"İçtihat Metni"
MAHKEMESİ : İstanbul Bölge Adliye Mahkemesi 2. Hukuk Dairesi
SAYISI : 2022/1202 E., 2023/1450 K.
HÜKÜM/KARAR : Ret/Esastan Ret
İLK DERECE MAHKEMESİ : İstanbul Anadolu 29. Asliye Hukuk Mahkemesi
SAYISI : 2019/184 E., 2022/38 K.
Taraflar arasındaki muris muvazaası hukuki nedenine dayalı tapu iptali ve tescil davasından dolayı yapılan yargılama sonunda İlk Derece Mahkemesince davanın reddine karar verilmiştir.

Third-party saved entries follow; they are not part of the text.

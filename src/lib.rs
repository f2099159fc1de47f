pub mod capture;
pub mod error;
pub mod pipeline;
pub mod utils;

use arc_swap::ArcSwap;
use serde::{Deserialize, Serialize};

pub use capture::frame::{CapturedFrame, FrameMeta};
pub use capture::session::{CaptureSession, CaptureStats, DropReason};
pub use capture::sink::{FlowStatus, FrameSink, SampleBuffer, SampleCaps, SampleView};
pub use capture::synthetic::SyntheticEngine;
pub use error::CaptureError;
pub use pipeline::ringbuf::{DeviceHandle, RING_DEPTH};

/// Global configuration that can be atomically swapped at runtime
pub static CONFIG: once_cell::sync::Lazy<ArcSwap<Config>> =
    once_cell::sync::Lazy::new(|| ArcSwap::from_pointee(Config::default()));

/// System configuration
#[derive(Debug, Clone, Serialize, Deserialize, Default)]
#[serde(default)]
pub struct Config {
    pub capture: CaptureConfig,
    pub synthetic: SyntheticConfig,
}

#[derive(Debug, Clone, Serialize, Deserialize)]
#[serde(default)]
pub struct CaptureConfig {
    /// Stream location (e.g. an RTSP URL). Empty selects the synthetic
    /// engine in the demo binary.
    pub location: String,
    /// Name of the appsink delivery endpoint inside the launch description.
    pub endpoint: String,
    /// Source jitterbuffer latency in milliseconds.
    pub latency_ms: u32,
    /// Full launch description override; bypasses the built-in template.
    pub custom_launch: Option<String>,
}

/// Frame generation knobs for the engine-free synthetic source.
#[derive(Debug, Clone, Copy, Serialize, Deserialize)]
#[serde(default)]
pub struct SyntheticConfig {
    pub width: u32,
    pub height: u32,
    pub bytes_per_pixel: u32,
    /// Delivery rate in frames per second; 0 delivers unpaced.
    pub fps: u32,
    /// Deliver end-of-stream after this many frames.
    pub frame_budget: Option<u64>,
}

impl Default for CaptureConfig {
    fn default() -> Self {
        Self {
            location: String::new(),
            endpoint: "frames".into(),
            latency_ms: 100,
            custom_launch: None,
        }
    }
}

impl Default for SyntheticConfig {
    fn default() -> Self {
        Self {
            width: 640,
            height: 480,
            bytes_per_pixel: 3,
            fps: 30,
            frame_budget: None,
        }
    }
}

Kararın davacı vekili tarafından istinaf edilmesi üzerine, Bölge Adliye Mahkemesince başvurunun esastan reddine karar verilmiştir.
Bölge Adliye Mahkemesi kararı davacı vekili tarafından temyiz edilmekle; kesinlik, süre, temyiz şartı ve diğer usul eksiklikleri yönünden yapılan ön inceleme sonucunda, temyiz dilekçesinin kabulüne karar verildikten ve Tetkik Hâkimi tarafından hazırlanan rapor dinlendikten sonra dosyadaki belgeler incelenip gereği düşünüldü:
I. DAVA
Davacı dava dilekçesinde; davacı ve davalının muris ...'nın mirasçıları olduğunu, murisin 29.04.2019 tarihinde vefat ettiğini, murisin, sağlığında yaşadığı 468 ada 3 parsel sayılı taşınmazı davalıya muvazaalı olarak temlik ettiğini, davalının bu taşınmazı satın alacak düzeyde bir geliri olmadığını, temlikin murisin ölümünden sonra öğrenildiğini ve bu temlik neticesinde miras payının hiçe sayıldığını ileri sürerek dava konusu taşınmazın tapu kaydının miras payı oranında iptali ile adına tescilini talep etmiştir.
II. CEVAP
Davalı vekili cevap dilekçesinde; murisin dava konusu taşınmazı edinim tarihinden yaklaşık dört ay önce davalının dava konusu taşınmazı almaya karar verdiğini, bu satış için Ümraniye ilçesindeki taşınmazını sattığını, dava konusu taşınmazın tüm masraflarının davalı tarafından ödendiğini ancak babasının isteği üzerine temlikin muris adına yapıldığını, 1992 yılında eşi cezaevinde olan ve tüm ihtiyaçları davalı tarafça karşılanan murisin maddi açıdan imkansızlık içinde olduğunu, bu kapsamda bedeli ve her tür masrafı davalının ödediği ve fiilen davalıya ait olan taşınmazın rayiç bedelinin üzerinde bir bedelle davalıya devredildiğini, taşınmaz üzerindeki muhdesat için imar barışı gereğince tüm ödemelerin de davalı tarafça yapıldığını, davacının, ailesi ile 27 yıl boyunca görüşmediğini, anne babasının ihtiyaçlarını karşılamadığını belirterek davanın reddine karar verilmesini talep etmiştir.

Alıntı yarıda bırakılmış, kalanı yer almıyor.